## Instructions to follow
Go through the records and report each line holding the string "Which".

########

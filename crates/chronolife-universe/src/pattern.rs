//! Rectangular cell patterns for clipboard and stamping operations.
//!
//! A [`Pattern`] is a detached block of cells with its own dimensions. It is
//! produced by copying or cutting a region of a universe, or by parsing a
//! block of `O`/`.` text (for example a pattern fetched from an external
//! lexicon), and is written back with [`Universe::paste`] or
//! [`Universe::stamp`].
//!
//! [`Universe::paste`]: crate::Universe::paste
//! [`Universe::stamp`]: crate::Universe::stamp

use chronolife_types::Board;

use crate::error::UniverseError;
use crate::plaintext::{self, ALIVE};

/// A detached rectangular block of cells.
#[derive(Debug, Clone, PartialEq, Eq)]
pub struct Pattern {
    cells: Board,
}

impl Pattern {
    /// Wrap an existing board as a pattern.
    pub const fn from_board(cells: Board) -> Self {
        Self { cells }
    }

    /// Parse a block of rows where `O` is alive and anything else is dead.
    ///
    /// Blank lines are ignored. The block width is the length of the first
    /// non-blank row; longer rows are cut and shorter rows padded dead.
    ///
    /// # Errors
    ///
    /// Returns [`UniverseError::MalformedFile`] if the block has no rows.
    pub fn parse_block(text: &str) -> Result<Self, UniverseError> {
        let rows: Vec<&str> = text
            .split('\n')
            .map(|line| line.trim_end_matches('\r'))
            .filter(|line| !line.is_empty())
            .collect();
        let width = rows.first().map_or(0, |row| row.chars().count());
        let mut cells = Board::dead(width, rows.len())
            .ok_or_else(|| UniverseError::malformed("pattern block has no rows"))?;
        for (y, row) in rows.iter().enumerate() {
            for (x, ch) in row.chars().take(width).enumerate() {
                if ch == ALIVE {
                    cells.set(x, y, true);
                }
            }
        }
        Ok(Self { cells })
    }

    /// Pattern width.
    pub const fn width(&self) -> usize {
        self.cells.width()
    }

    /// Pattern height.
    pub const fn height(&self) -> usize {
        self.cells.height()
    }

    /// Cell `(x, y)` of the pattern.
    pub fn get(&self, x: usize, y: usize) -> Option<bool> {
        self.cells.get(x, y)
    }

    /// Number of live cells in the pattern.
    pub fn living(&self) -> usize {
        self.cells.living()
    }

    /// Iterate over every cell as `(dx, dy, alive)`, row by row.
    pub fn cells(&self) -> impl Iterator<Item = (usize, usize, bool)> + '_ {
        self.cells.rows().enumerate().flat_map(|(dy, row)| {
            row.iter()
                .enumerate()
                .map(move |(dx, &alive)| (dx, dy, alive))
        })
    }

    /// The pattern as a board.
    pub const fn as_board(&self) -> &Board {
        &self.cells
    }

    /// Render the pattern as `O`/`.` rows without a trailing newline.
    pub fn to_block(&self) -> String {
        plaintext::encode_cells(&self.cells)
    }
}
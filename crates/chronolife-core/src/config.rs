//! Configuration loading and typed config structures for Chronolife.
//!
//! The configuration lives in `chronolife-config.yaml` next to the binary's
//! working directory. Every field has a default, so an empty file (or no
//! file at all) yields a runnable 20x20 finite universe ticking once per
//! second.

use std::path::{Path, PathBuf};

use serde::Deserialize;
use tracing::warn;

use chronolife_types::{BoundaryMode, StatusFields};

/// Environment variable that overrides `ticker.interval_ms`.
pub const TICK_INTERVAL_ENV: &str = "CHRONOLIFE_TICK_INTERVAL_MS";

/// Errors that can occur when loading configuration.
#[derive(Debug, thiserror::Error)]
pub enum ConfigError {
    /// Failed to read the configuration file from disk.
    #[error("failed to read config file: {source}")]
    Io {
        /// The underlying I/O error.
        #[from]
        source: std::io::Error,
    },

    /// Failed to parse YAML content.
    #[error("failed to parse config YAML: {source}")]
    Yaml {
        /// The underlying YAML parse error.
        source: serde_yml::Error,
    },

    /// The configuration parsed but holds an unusable value.
    #[error("invalid configuration: {reason}")]
    Invalid {
        /// Which value was rejected and why.
        reason: String,
    },
}

impl From<serde_yml::Error> for ConfigError {
    fn from(source: serde_yml::Error) -> Self {
        Self::Yaml { source }
    }
}

/// Top-level simulation configuration.
///
/// Mirrors the structure of `chronolife-config.yaml`.
#[derive(Debug, Clone, Default, PartialEq, Eq, Deserialize)]
pub struct SimulationConfig {
    /// Initial universe shape and contents.
    #[serde(default)]
    pub universe: UniverseConfig,

    /// Generation ticker timing and bounds.
    #[serde(default)]
    pub ticker: TickerConfig,

    /// Where and how to write the universe on exit.
    #[serde(default)]
    pub output: OutputConfig,

    /// Which fields appear in the status line.
    #[serde(default)]
    pub status: StatusConfig,

    /// Logging configuration.
    #[serde(default)]
    pub logging: LoggingConfig,
}

impl SimulationConfig {
    /// Load configuration from a YAML file at the given path.
    ///
    /// The environment variable [`TICK_INTERVAL_ENV`] overrides
    /// `ticker.interval_ms` when set to a valid integer.
    ///
    /// # Errors
    ///
    /// Returns [`ConfigError::Io`] if the file cannot be read, or
    /// [`ConfigError::Yaml`] if the content is not valid YAML.
    pub fn from_file(path: &Path) -> Result<Self, ConfigError> {
        let contents = std::fs::read_to_string(path)?;
        Self::parse(&contents)
    }

    /// Parse configuration from a YAML string.
    ///
    /// # Errors
    ///
    /// Returns [`ConfigError::Yaml`] if the string is not valid YAML.
    pub fn parse(yaml: &str) -> Result<Self, ConfigError> {
        let mut config: Self = serde_yml::from_str(yaml)?;
        config.apply_env_overrides();
        Ok(config)
    }

    /// Apply environment variable overrides.
    pub fn apply_env_overrides(&mut self) {
        if let Ok(val) = std::env::var(TICK_INTERVAL_ENV) {
            self.ticker.override_interval(&val);
        }
    }

    /// Check values that parse but cannot be used.
    ///
    /// # Errors
    ///
    /// Returns [`ConfigError::Invalid`] for a zero board dimension or a zero
    /// tick interval.
    pub fn validate(&self) -> Result<(), ConfigError> {
        if self.universe.width == 0 || self.universe.height == 0 {
            return Err(ConfigError::Invalid {
                reason: format!(
                    "universe dimensions must be at least 1x1, got {}x{}",
                    self.universe.width, self.universe.height
                ),
            });
        }
        if self.ticker.interval_ms == 0 {
            return Err(ConfigError::Invalid {
                reason: String::from("ticker.interval_ms must be at least 1"),
            });
        }
        Ok(())
    }
}

/// Initial universe configuration.
#[derive(Debug, Clone, PartialEq, Eq, Deserialize)]
pub struct UniverseConfig {
    /// Board width in cells.
    #[serde(default = "default_dimension")]
    pub width: usize,

    /// Board height in cells.
    #[serde(default = "default_dimension")]
    pub height: usize,

    /// Whether the board wraps at its edges.
    #[serde(default)]
    pub toroidal: bool,

    /// Seed for the initial random board (clock-derived when absent).
    #[serde(default)]
    pub seed: Option<u64>,

    /// File to load instead of randomizing: plain text, or a saved JSON
    /// record when the extension is `.json`.
    #[serde(default)]
    pub load_path: Option<PathBuf>,
}

impl UniverseConfig {
    /// Boundary mode selected by `toroidal`.
    pub const fn boundary(&self) -> BoundaryMode {
        BoundaryMode::from_toroidal(self.toroidal)
    }
}

impl Default for UniverseConfig {
    fn default() -> Self {
        Self {
            width: default_dimension(),
            height: default_dimension(),
            toroidal: false,
            seed: None,
            load_path: None,
        }
    }
}

/// Generation ticker configuration.
///
/// A value of 0 for `max_generations` means unlimited.
#[derive(Debug, Clone, PartialEq, Eq, Deserialize)]
pub struct TickerConfig {
    /// Real-time milliseconds between generations.
    #[serde(default = "default_interval_ms")]
    pub interval_ms: u64,

    /// Number of generations to compute before stopping (0 = unlimited).
    #[serde(default)]
    pub max_generations: u64,
}

impl TickerConfig {
    /// Replace `interval_ms` with `raw` if it parses as an integer.
    fn override_interval(&mut self, raw: &str) {
        match raw.trim().parse::<u64>() {
            Ok(ms) => self.interval_ms = ms,
            Err(e) => warn!(
                variable = TICK_INTERVAL_ENV,
                value = raw,
                error = %e,
                "Ignoring unparseable tick interval override"
            ),
        }
    }
}

impl Default for TickerConfig {
    fn default() -> Self {
        Self {
            interval_ms: default_interval_ms(),
            max_generations: 0,
        }
    }
}

/// Output configuration.
#[derive(Debug, Clone, PartialEq, Eq, Deserialize)]
pub struct OutputConfig {
    /// Plain-text file written on exit (nothing is written when absent).
    #[serde(default)]
    pub save_path: Option<PathBuf>,

    /// Name written into the `!Name:` header.
    #[serde(default = "default_output_name")]
    pub name: String,

    /// Description written into the header.
    #[serde(default)]
    pub description: String,

    /// Also write a JSON record with every generation beside the text file.
    #[serde(default)]
    pub include_history: bool,
}

impl Default for OutputConfig {
    fn default() -> Self {
        Self {
            save_path: None,
            name: default_output_name(),
            description: String::new(),
            include_history: false,
        }
    }
}

/// Status line configuration.
#[derive(Debug, Clone, Copy, PartialEq, Eq, Deserialize)]
#[allow(clippy::struct_field_names)]
pub struct StatusConfig {
    /// Show the current generation.
    #[serde(default = "default_true")]
    pub show_current: bool,

    /// Show the total number of generations.
    #[serde(default = "default_true")]
    pub show_total: bool,

    /// Show the live cell count.
    #[serde(default = "default_true")]
    pub show_living: bool,
}

impl StatusConfig {
    /// The status-line field selection.
    pub const fn fields(self) -> StatusFields {
        StatusFields {
            current: self.show_current,
            total: self.show_total,
            living: self.show_living,
        }
    }
}

impl Default for StatusConfig {
    fn default() -> Self {
        Self {
            show_current: true,
            show_total: true,
            show_living: true,
        }
    }
}

/// Logging configuration.
#[derive(Debug, Clone, PartialEq, Eq, Deserialize)]
pub struct LoggingConfig {
    /// Log level (trace, debug, info, warn, error).
    #[serde(default = "default_log_level")]
    pub level: String,
}

impl Default for LoggingConfig {
    fn default() -> Self {
        Self {
            level: default_log_level(),
        }
    }
}

const fn default_dimension() -> usize {
    20
}

const fn default_interval_ms() -> u64 {
    1000
}

fn default_output_name() -> String {
    String::from("Chronolife")
}

fn default_log_level() -> String {
    String::from("info")
}

const fn default_true() -> bool {
    true
}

########

## Solution to this problem
        /// Which value was rejected and why.
    /// Which fields appear in the status line.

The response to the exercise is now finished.